Kız ve erkek çocukların sosyal davranış ve iletişim açısından benzer puanları vardı. Ancak araştırmacılar, kızların tekrarlayan ve kısıtlı davranışların standart bir ölçümünde daha düşük - daha normal - puanlara sahip olduğunu keşfetti.

Araştırmacılar daha sonra otizmli 25 erkek, 25 otizmli kız, 19 tipik gelişen erkek ve 19 tipik gelişen kız çocuğunun yapısal MRI beyin taramalarını içeren Otizm Beyin Görüntüleme Veri Değişimi verilerini inceledi. Gruplar arasındaki bireyler yaş ve IQ açısından eşleştirildi.

Araştırmacılar yine kızların ve erkeklerin sosyal davranış ve iletişim becerileri açısından farklılık göstermediğini, ancak kızların daha az şiddetli tekrarlayıcı ve kısıtlı davranışlara sahip olduğunu buldu.

Menon, "Bu kopya, otizmin temel fenotipik özelliğindeki cinsiyet farklılıkları için bugüne kadarki en güçlü kanıtı sağlıyor" dedi.

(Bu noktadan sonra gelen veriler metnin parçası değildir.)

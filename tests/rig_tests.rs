//! Rig and node tests
//!
//! Tests for:
//! - Rig construction from source nodes (defaults, validation errors)
//! - Skin-flagged child exclusion
//! - Blend pose setters and factor clamping
//! - Hierarchical world-matrix propagation (full tree and subtree)
//! - Additive split masks
//! - Skeleton line output and graceful decomposition fallbacks

use glam::{Affine3A, Quat, Vec3};
use marionette::errors::MarionetteError;
use marionette::rig::{NodeMask, Rig};
use marionette::assets::NodeSource;
use std::f32::consts::FRAC_PI_2;

const EPSILON: f32 = 1e-5;

fn approx_vec3(a: Vec3, b: Vec3) -> bool {
    (a - b).length() < EPSILON
}

fn approx_quat(a: Quat, b: Quat) -> bool {
    a.dot(b).abs() > 1.0 - EPSILON
}

/// A four-node chain: root -> spine -> arm -> hand, each one unit up.
fn chain_sources() -> Vec<NodeSource> {
    let joint = |name: &str, children: Vec<usize>| NodeSource {
        name: name.to_string(),
        translation: Some(Vec3::new(0.0, 1.0, 0.0)),
        children,
        ..Default::default()
    };
    let mut nodes = vec![
        joint("Root", vec![1]),
        joint("Spine", vec![2]),
        joint("Arm", vec![3]),
        joint("Hand", vec![]),
    ];
    nodes[0].translation = Some(Vec3::ZERO);
    nodes
}

// ============================================================================
// Construction
// ============================================================================

#[test]
fn from_nodes_applies_defaults() {
    let sources = vec![NodeSource {
        name: "Solo".to_string(),
        ..Default::default()
    }];
    let rig = Rig::from_nodes(&sources, 0).unwrap();
    let node = rig.node(0);
    assert!(approx_vec3(node.rest_scale(), Vec3::ONE));
    assert!(approx_quat(node.rest_rotation(), Quat::IDENTITY));
    assert!(approx_vec3(node.rest_translation(), Vec3::ZERO));
}

#[test]
fn from_nodes_wires_parents_and_children() {
    let rig = Rig::from_nodes(&chain_sources(), 0).unwrap();
    assert_eq!(rig.root(), 0);
    assert_eq!(rig.node(0).parent(), None);
    assert_eq!(rig.node(1).parent(), Some(0));
    assert_eq!(rig.node(2).parent(), Some(1));
    assert_eq!(rig.node(0).children(), &[1]);
    assert_eq!(rig.node(3).children(), &[] as &[usize]);
}

#[test]
fn from_nodes_rejects_bad_root() {
    let err = Rig::from_nodes(&chain_sources(), 99).unwrap_err();
    assert!(matches!(err, MarionetteError::InvalidRootNode { index: 99, count: 4 }));
}

#[test]
fn from_nodes_rejects_out_of_range_child() {
    let mut sources = chain_sources();
    sources[2].children.push(42);
    let err = Rig::from_nodes(&sources, 0).unwrap_err();
    assert!(matches!(err, MarionetteError::NodeIndexOutOfBounds { index: 42, .. }));
}

#[test]
fn from_nodes_rejects_revisited_node() {
    let mut sources = chain_sources();
    // Node 3 reached from both 2 and 0: not a tree.
    sources[0].children.push(3);
    let err = Rig::from_nodes(&sources, 0).unwrap_err();
    assert!(matches!(err, MarionetteError::CyclicHierarchy { index: 3 }));
}

#[test]
fn from_nodes_skips_skinned_children() {
    let mut sources = chain_sources();
    sources[2].skin = Some(0);
    let rig = Rig::from_nodes(&sources, 0).unwrap();
    // Node 2 keeps its arena slot but is not wired into the tree.
    assert_eq!(rig.len(), 4);
    assert_eq!(rig.node(1).children(), &[] as &[usize]);
    assert_eq!(rig.node(2).parent(), None);
}

#[test]
fn find_node_by_name() {
    let rig = Rig::from_nodes(&chain_sources(), 0).unwrap();
    assert_eq!(rig.find_node("Arm"), Some(2));
    assert_eq!(rig.find_node("Tail"), None);
}

// ============================================================================
// Blend pose setters
// ============================================================================

#[test]
fn set_rest_resets_blend() {
    let sources = chain_sources();
    let mut rig = Rig::from_nodes(&sources, 0).unwrap();
    let node = rig.node_mut(1);
    node.blend_translation(Vec3::new(5.0, 0.0, 0.0), 1.0);
    node.set_rest_translation(Vec3::new(0.0, 2.0, 0.0));
    assert!(approx_vec3(node.blend_translation_value(), Vec3::new(0.0, 2.0, 0.0)));
}

#[test]
fn blend_factor_above_one_equals_full_override() {
    let mut rig = Rig::from_nodes(&chain_sources(), 0).unwrap();
    let target = Quat::from_rotation_z(1.0);

    rig.node_mut(1).blend_rotation(target, 5.0);
    let clamped = rig.node(1).blend_rotation_value();
    rig.node_mut(1).blend_rotation(target, 1.0);
    let full = rig.node(1).blend_rotation_value();

    assert!(approx_quat(clamped, full), "factor > 1 must clamp to 1");
    assert!(approx_quat(full, target));
}

#[test]
fn blend_factor_below_zero_keeps_rest() {
    let mut rig = Rig::from_nodes(&chain_sources(), 0).unwrap();
    let rest = rig.node(1).rest_rotation();
    rig.node_mut(1).blend_rotation(Quat::from_rotation_x(1.0), -2.0);
    assert!(approx_quat(rig.node(1).blend_rotation_value(), rest));

    rig.node_mut(1).blend_translation(Vec3::splat(9.0), -0.5);
    assert!(approx_vec3(rig.node(1).blend_translation_value(), Vec3::new(0.0, 1.0, 0.0)));
}

#[test]
fn blend_halfway_mixes_toward_rest() {
    let mut rig = Rig::from_nodes(&chain_sources(), 0).unwrap();
    rig.node_mut(1).blend_translation(Vec3::new(0.0, 3.0, 0.0), 0.5);
    // rest (0,1,0) mixed halfway to (0,3,0).
    assert!(approx_vec3(rig.node(1).blend_translation_value(), Vec3::new(0.0, 2.0, 0.0)));

    rig.node_mut(1).blend_scale(Vec3::splat(3.0), 0.5);
    assert!(approx_vec3(rig.node(1).blend_scale_value(), Vec3::splat(2.0)));
}

#[test]
fn reset_blend_restores_rest_pose() {
    let mut rig = Rig::from_nodes(&chain_sources(), 0).unwrap();
    rig.node_mut(2).blend_rotation(Quat::from_rotation_y(0.5), 1.0);
    rig.node_mut(2).blend_translation(Vec3::splat(7.0), 1.0);
    rig.node_mut(2).reset_blend();
    assert!(approx_quat(rig.node(2).blend_rotation_value(), Quat::IDENTITY));
    assert!(approx_vec3(rig.node(2).blend_translation_value(), Vec3::new(0.0, 1.0, 0.0)));
}

// ============================================================================
// World-matrix propagation
// ============================================================================

#[test]
fn world_matrix_is_parent_times_local_at_depth_three() {
    let mut rig = Rig::from_nodes(&chain_sources(), 0).unwrap();
    rig.node_mut(1).blend_rotation(Quat::from_rotation_z(FRAC_PI_2), 1.0);
    rig.update_local_matrices();
    rig.update_world_matrices();

    for index in 1..rig.len() {
        let parent = rig.node(index).parent().unwrap();
        let expected = *rig.node(parent).world_matrix() * *rig.node(index).local_matrix();
        let actual = *rig.node(index).world_matrix();
        assert!(
            (actual.translation - expected.translation).length() < EPSILON,
            "node {index}: world != parent world * local"
        );
    }
}

#[test]
fn rotated_spine_moves_descendants() {
    let mut rig = Rig::from_nodes(&chain_sources(), 0).unwrap();
    // Rest pose: straight up, hand at (0, 3, 0).
    assert!(approx_vec3(rig.node(3).global_position(), Vec3::new(0.0, 3.0, 0.0)));

    // Rotate the spine 90 degrees to the right; arm and hand swing to +x.
    rig.node_mut(1).blend_rotation(Quat::from_rotation_z(-FRAC_PI_2), 1.0);
    rig.update_local_matrices();
    rig.update_world_matrices();
    assert!(approx_vec3(rig.node(3).global_position(), Vec3::new(2.0, 1.0, 0.0)));
}

#[test]
fn subtree_update_leaves_ancestors_alone() {
    let mut rig = Rig::from_nodes(&chain_sources(), 0).unwrap();
    let root_world_before = *rig.node(0).world_matrix();

    rig.node_mut(2).blend_rotation(Quat::from_rotation_z(-FRAC_PI_2), 1.0);
    rig.update_subtree(2);

    let root_world_after = *rig.node(0).world_matrix();
    assert!(
        (root_world_before.translation - root_world_after.translation).length() < EPSILON,
        "subtree update must not touch the root"
    );
    // Hand swings around the arm joint at (0, 2, 0).
    assert!(approx_vec3(rig.node(3).global_position(), Vec3::new(1.0, 2.0, 0.0)));
}

#[test]
fn global_position_of_degenerate_matrix_defaults_to_zero() {
    let mut sources = chain_sources();
    sources[1].scale = Some(Vec3::ZERO);
    let rig = Rig::from_nodes(&sources, 0).unwrap();
    // Zero scale collapses the subtree; decomposition fails and callers
    // get defined defaults instead of NaNs.
    assert!(approx_vec3(rig.node(2).global_position(), Vec3::ZERO));
    assert!(approx_quat(rig.node(2).global_rotation(), Quat::IDENTITY));
}

// ============================================================================
// Masks
// ============================================================================

#[test]
fn split_masks_cover_exactly_the_subtree() {
    let sources = vec![
        NodeSource {
            name: "Hips".to_string(),
            children: vec![1, 3],
            ..Default::default()
        },
        NodeSource {
            name: "Spine".to_string(),
            children: vec![2],
            ..Default::default()
        },
        NodeSource {
            name: "Head".to_string(),
            ..Default::default()
        },
        NodeSource {
            name: "Leg".to_string(),
            children: vec![4],
            ..Default::default()
        },
        NodeSource {
            name: "Foot".to_string(),
            ..Default::default()
        },
    ];
    let rig = Rig::from_nodes(&sources, 0).unwrap();
    let (primary, inverted) = rig.split_masks(1);

    // Subtree of Spine (nodes 1, 2) excluded from primary, owned by inverted.
    for index in [1, 2] {
        assert!(!primary.contains(index), "node {index} must leave the primary mask");
        assert!(inverted.contains(index), "node {index} must join the inverted mask");
    }
    for index in [0, 3, 4] {
        assert!(primary.contains(index), "node {index} must stay in the primary mask");
        assert!(!inverted.contains(index));
    }
}

#[test]
fn split_at_root_empties_primary_mask() {
    let rig = Rig::from_nodes(&chain_sources(), 0).unwrap();
    let (primary, inverted) = rig.split_masks(0);
    assert_eq!(primary.included_count(), 0);
    assert_eq!(inverted.included_count(), rig.len());
}

#[test]
fn masked_reset_skips_excluded_nodes() {
    let mut rig = Rig::from_nodes(&chain_sources(), 0).unwrap();
    rig.node_mut(1).blend_translation(Vec3::splat(5.0), 1.0);
    rig.node_mut(2).blend_translation(Vec3::splat(5.0), 1.0);

    let mut mask = NodeMask::all(rig.len());
    mask.set(2, false);
    rig.reset_blend_poses(&mask);

    assert!(approx_vec3(rig.node(1).blend_translation_value(), Vec3::new(0.0, 1.0, 0.0)));
    assert!(approx_vec3(rig.node(2).blend_translation_value(), Vec3::splat(5.0)));
}

// ============================================================================
// Chain walking and skeleton lines
// ============================================================================

#[test]
fn path_to_ancestor_walks_parent_links() {
    let rig = Rig::from_nodes(&chain_sources(), 0).unwrap();
    assert_eq!(rig.path_to_ancestor(3, 0), Some(vec![3, 2, 1, 0]));
    assert_eq!(rig.path_to_ancestor(3, 3), Some(vec![3]));
}

#[test]
fn path_to_ancestor_rejects_non_ancestor() {
    let mut sources = chain_sources();
    sources[0].children = vec![1, 3];
    sources[2].children.clear();
    let rig = Rig::from_nodes(&sources, 0).unwrap();
    // Node 3 hangs off the root, not off node 2.
    assert_eq!(rig.path_to_ancestor(3, 2), None);
}

#[test]
fn skeleton_lines_pair_parent_and_child() {
    let rig = Rig::from_nodes(&chain_sources(), 0).unwrap();
    let lines = rig.skeleton_lines();
    // Three edges, two vertices each.
    assert_eq!(lines.len(), 6);
    assert!(approx_vec3(lines[0], Vec3::ZERO));
    assert!(approx_vec3(lines[1], Vec3::new(0.0, 1.0, 0.0)));
    assert!(approx_vec3(lines[4], Vec3::new(0.0, 2.0, 0.0)));
    assert!(approx_vec3(lines[5], Vec3::new(0.0, 3.0, 0.0)));
}

#[test]
fn local_matrix_uses_blend_pose() {
    let mut rig = Rig::from_nodes(&chain_sources(), 0).unwrap();
    rig.node_mut(0).blend_scale(Vec3::splat(2.0), 1.0);
    rig.update_local_matrices();
    let expected = Affine3A::from_scale(Vec3::splat(2.0));
    let local = rig.node(0).local_matrix();
    assert!((local.matrix3.x_axis - expected.matrix3.x_axis).length() < EPSILON);
}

Beyin taraması analizi, daha önceki çalışmaların bulgularıyla tutarlı olarak, tipik olarak gelişen erkek ve kız çocukları arasında beyin yapısında çeşitli cinsiyet farklılıkları ortaya çıkardı.

Ancak otizmli çocukların beyinlerinde farklı cinsiyet farklılıkları vardı - özellikle motor korteks, tamamlayıcı motor alanı ve beyincik bölümünün bir bölümünde. Bu bölgeler motor fonksiyonu ve motor aktivitenin planlamasını etkiler.

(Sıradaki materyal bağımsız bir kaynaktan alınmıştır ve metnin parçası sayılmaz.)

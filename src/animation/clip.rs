//! Animation clips: named sets of tracks applied to a rig under a mask.

use glam::{Quat, Vec3};

use crate::animation::tracks::KeyframeTrack;
use crate::errors::{MarionetteError, Result};
use crate::rig::{NodeIndex, NodeMask, Rig};

/// The node property a track animates.
#[derive(Debug, Clone, Copy, PartialEq, Eq)]
pub enum TargetPath {
    Translation,
    Rotation,
    Scale,
}

impl TargetPath {
    #[must_use]
    pub fn as_str(self) -> &'static str {
        match self {
            TargetPath::Translation => "translation",
            TargetPath::Rotation => "rotation",
            TargetPath::Scale => "scale",
        }
    }
}

/// Which node and property a track drives.
#[derive(Debug, Clone)]
pub struct TrackMeta {
    pub node: NodeIndex,
    pub target: TargetPath,
}

/// Typed keyframe storage for one track.
#[derive(Debug, Clone)]
pub enum TrackData {
    Vector3(KeyframeTrack<Vec3>),
    Quaternion(KeyframeTrack<Quat>),
}

/// A sampled track value, typed per target path.
#[derive(Debug, Clone, Copy, PartialEq)]
pub enum TrackValue {
    Vector3(Vec3),
    Quaternion(Quat),
}

/// Complete track definition: metadata plus keyframe data.
#[derive(Debug, Clone)]
pub struct Track {
    meta: TrackMeta,
    data: TrackData,
}

impl Track {
    /// Pairs metadata with keyframe data.
    ///
    /// # Errors
    ///
    /// Fails when the data kind does not fit the target path: rotation
    /// tracks carry quaternions, translation and scale tracks carry vectors.
    pub fn new(meta: TrackMeta, data: TrackData) -> Result<Self> {
        let kind_fits = match meta.target {
            TargetPath::Rotation => matches!(data, TrackData::Quaternion(_)),
            TargetPath::Translation | TargetPath::Scale => matches!(data, TrackData::Vector3(_)),
        };
        if !kind_fits {
            return Err(MarionetteError::TrackKindMismatch {
                target: meta.target.as_str(),
            });
        }
        Ok(Self { meta, data })
    }

    #[inline]
    #[must_use]
    pub fn node(&self) -> NodeIndex {
        self.meta.node
    }

    #[inline]
    #[must_use]
    pub fn target(&self) -> TargetPath {
        self.meta.target
    }

    #[inline]
    #[must_use]
    pub fn data(&self) -> &TrackData {
        &self.data
    }

    /// Last timeline entry, or 0.0 for an empty track.
    #[must_use]
    pub fn max_time(&self) -> f32 {
        match &self.data {
            TrackData::Vector3(track) => track.max_time(),
            TrackData::Quaternion(track) => track.max_time(),
        }
    }

    /// Samples the track at `time`.
    ///
    /// Empty tracks degrade to the target path's rest-style default: one for
    /// scale, zero for translation, identity for rotation.
    #[must_use]
    pub fn sample(&self, time: f32) -> TrackValue {
        match &self.data {
            TrackData::Vector3(track) => {
                let fallback = match self.meta.target {
                    TargetPath::Scale => Vec3::ONE,
                    _ => Vec3::ZERO,
                };
                TrackValue::Vector3(track.sample(time).unwrap_or(fallback))
            }
            TrackData::Quaternion(track) => {
                TrackValue::Quaternion(track.sample(time).unwrap_or(Quat::IDENTITY))
            }
        }
    }
}

/// A named animation: a set of tracks over a shared local timeline.
#[derive(Debug, Clone)]
pub struct AnimationClip {
    name: String,
    duration: f32,
    tracks: Vec<Track>,
}

impl AnimationClip {
    /// Builds a clip; its duration is the first track's end time.
    ///
    /// glTF exporters end every channel of a clip at the same time, so the
    /// first track is authoritative. A clip with no tracks has duration 0.
    #[must_use]
    pub fn new(name: impl Into<String>, tracks: Vec<Track>) -> Self {
        let duration = tracks.first().map_or(0.0, Track::max_time);
        Self {
            name: name.into(),
            duration,
            tracks,
        }
    }

    #[inline]
    #[must_use]
    pub fn name(&self) -> &str {
        &self.name
    }

    /// Clip end time in seconds.
    #[inline]
    #[must_use]
    pub fn duration(&self) -> f32 {
        self.duration
    }

    #[inline]
    #[must_use]
    pub fn tracks(&self) -> &[Track] {
        &self.tracks
    }

    /// Writes this clip's pose at `time` into the rig, overriding the blend
    /// pose of every masked target node (blend factor 1).
    pub fn set_pose(&self, rig: &mut Rig, mask: &NodeMask, time: f32) {
        self.blend_pose(rig, mask, time, 1.0);
    }

    /// Blends this clip's pose at `time` into the rig.
    ///
    /// Each track whose target node the mask includes is sampled and routed
    /// to the matching node blend setter, which mixes toward the rest pose
    /// by `factor`. Afterwards every node's local matrix is rebuilt in one
    /// flat pass; the caller runs the world-matrix pass once per composed
    /// pose.
    pub fn blend_pose(&self, rig: &mut Rig, mask: &NodeMask, time: f32, factor: f32) {
        for track in &self.tracks {
            let target = track.node();
            if !mask.contains(target) {
                continue;
            }
            match (track.sample(time), track.target()) {
                (TrackValue::Vector3(value), TargetPath::Translation) => {
                    rig.node_mut(target).blend_translation(value, factor);
                }
                (TrackValue::Vector3(value), TargetPath::Scale) => {
                    rig.node_mut(target).blend_scale(value, factor);
                }
                (TrackValue::Quaternion(value), _) => {
                    rig.node_mut(target).blend_rotation(value, factor);
                }
                // Track::new rules out vector data on rotation tracks.
                (TrackValue::Vector3(_), TargetPath::Rotation) => {}
            }
        }
        rig.update_local_matrices();
    }
}
//! Rig module: the animated node hierarchy.
//!
//! - [`Node`]: one joint (rest pose, blend pose, cached matrices)
//! - [`Rig`]: flat node arena with tree wiring and matrix passes
//! - [`NodeMask`]: per-node inclusion flags for masked pose application

pub mod mask;
pub mod node;
#[allow(clippy::module_inception)]
pub mod rig;

pub use mask::NodeMask;
pub use node::Node;
pub use rig::Rig;

/// Index of a node inside a [`Rig`] arena.
///
/// Matches the node index of the source asset, so tracks, skins and IK
/// chains loaded from the same asset address nodes directly.
pub type NodeIndex = usize;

Araştırmacılar, el çırpma gibi birçok tekrarlayan davranışın bir motor bileşeni olduğunu belirtti. Supekar'a göre çalışma, bu motor bölgelerindeki gri madde kalıplarının kızları otizmli erkeklerden doğru bir şekilde ayırt edebildiğini gösterdi. Araştırmacılar ayrıca, tekrarlayan ve kısıtlı davranışlar için bireysel puanlara katkıda bulunan motor sistemin parçalarının erkek ve kızlarda farklı olduğunu buldular.

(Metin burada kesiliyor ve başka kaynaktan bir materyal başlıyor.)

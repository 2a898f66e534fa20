//! Utility Module
//!
//! This module provides small supporting types:
//!
//! - [`Timer`]: wall-clock source for driving the animation player
//! - [`Stopwatch`]: one-shot phase timing used by the model update report

pub mod time;

pub use time::{Stopwatch, Timer};
//! Keyframe tracks: one animated property sampled over a timeline.

use crate::animation::values::Interpolatable;
use crate::errors::{MarionetteError, Result};

/// How values between two keyframes are computed.
#[derive(Debug, Clone, Copy, PartialEq, Eq)]
pub enum InterpolationMode {
    /// Straight mix between the bracketing keys.
    Linear,
    /// Hold the previous key's value.
    Step,
    /// Cubic Hermite spline; the value buffer stores, per key,
    /// an in-tangent, the value itself and an out-tangent.
    CubicSpline,
}

/// A timeline plus value buffer for one animated property.
///
/// The timeline is strictly increasing. For [`InterpolationMode::Step`] and
/// [`InterpolationMode::Linear`] the value buffer holds one entry per key;
/// for [`InterpolationMode::CubicSpline`] it holds three (in-tangent, value,
/// out-tangent), so key `i`'s value lives at `3 * i + 1`.
#[derive(Debug, Clone)]
pub struct KeyframeTrack<T: Interpolatable> {
    times: Vec<f32>,
    values: Vec<T>,
    interpolation: InterpolationMode,
}

impl<T: Interpolatable> KeyframeTrack<T> {
    /// Builds a track after validating the timeline and value buffer.
    ///
    /// # Errors
    ///
    /// Fails when the timeline is not strictly increasing or the value count
    /// does not match the interpolation mode's layout. An empty track (no
    /// keys, no values) is valid; sampling it yields `None`.
    pub fn new(times: Vec<f32>, values: Vec<T>, interpolation: InterpolationMode) -> Result<Self> {
        for key in 1..times.len() {
            if times[key] <= times[key - 1] {
                return Err(MarionetteError::NonIncreasingTimeline { key });
            }
        }
        let expected = match interpolation {
            InterpolationMode::CubicSpline => times.len() * 3,
            _ => times.len(),
        };
        if values.len() != expected {
            return Err(MarionetteError::TrackValueCountMismatch {
                keys: times.len(),
                expected,
                actual: values.len(),
            });
        }
        Ok(Self {
            times,
            values,
            interpolation,
        })
    }

    /// Number of keyframes.
    #[inline]
    #[must_use]
    pub fn len(&self) -> usize {
        self.times.len()
    }

    #[inline]
    #[must_use]
    pub fn is_empty(&self) -> bool {
        self.times.is_empty()
    }

    #[inline]
    #[must_use]
    pub fn interpolation(&self) -> InterpolationMode {
        self.interpolation
    }

    #[inline]
    #[must_use]
    pub fn times(&self) -> &[f32] {
        &self.times
    }

    #[inline]
    #[must_use]
    pub fn values(&self) -> &[T] {
        &self.values
    }

    /// Last timeline entry, or 0.0 for an empty track.
    #[must_use]
    pub fn max_time(&self) -> f32 {
        self.times.last().copied().unwrap_or(0.0)
    }

    /// The stored value of key `key` (skipping tangents on cubic tracks).
    fn key_value(&self, key: usize) -> T {
        match self.interpolation {
            InterpolationMode::CubicSpline => self.values[key * 3 + 1],
            _ => self.values[key],
        }
    }

    /// Samples the track at `time`.
    ///
    /// Times at or before the first key clamp to the first value; times at
    /// or after the last key clamp to the last value. In between, the
    /// bracketing key pair is located by binary search and interpolated per
    /// the track's mode. Returns `None` only for a track with no keyframes.
    #[must_use]
    pub fn sample(&self, time: f32) -> Option<T> {
        if self.times.is_empty() || self.values.is_empty() {
            return None;
        }
        let last = self.times.len() - 1;
        if time <= self.times[0] {
            return Some(self.key_value(0));
        }
        if time >= self.times[last] {
            return Some(self.key_value(last));
        }

        // First key strictly after `time`; the sample basis is the key before it.
        let next = self.times.partition_point(|&t| t <= time);
        let prev = next - 1;

        let dt = self.times[next] - self.times[prev];
        if dt <= f32::EPSILON {
            return Some(self.key_value(prev));
        }
        let u = (time - self.times[prev]) / dt;

        Some(match self.interpolation {
            InterpolationMode::Step => self.key_value(prev),
            InterpolationMode::Linear => {
                T::interpolate_linear(self.values[prev], self.values[next], u)
            }
            InterpolationMode::CubicSpline => {
                let v0 = self.values[prev * 3 + 1];
                let out_tangent0 = self.values[prev * 3 + 2];
                let in_tangent1 = self.values[next * 3];
                let v1 = self.values[next * 3 + 1];
                T::interpolate_cubic(v0, out_tangent0, in_tangent1, v1, u, dt)
            }
        })
    }
}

Menon, "Otizmi olan kız ve erkek çocuklar klinik ve nörobiyolojik özellikleri açısından farklılık gösteriyor ve beyinleri davranış bozukluklarına farklı şekilde katkıda bulunan şekillerde kalıyor" dedi.

Supekar, "Hem davranışsal hem de beyin ölçümlerinde cinsiyet farklılıklarının keşfedilmesi, klinisyenlerin otistik kızların tanı ve tedavilerine erkeklerden farklı şekilde odaklanmak isteyebileceğini gösteriyor" dedi.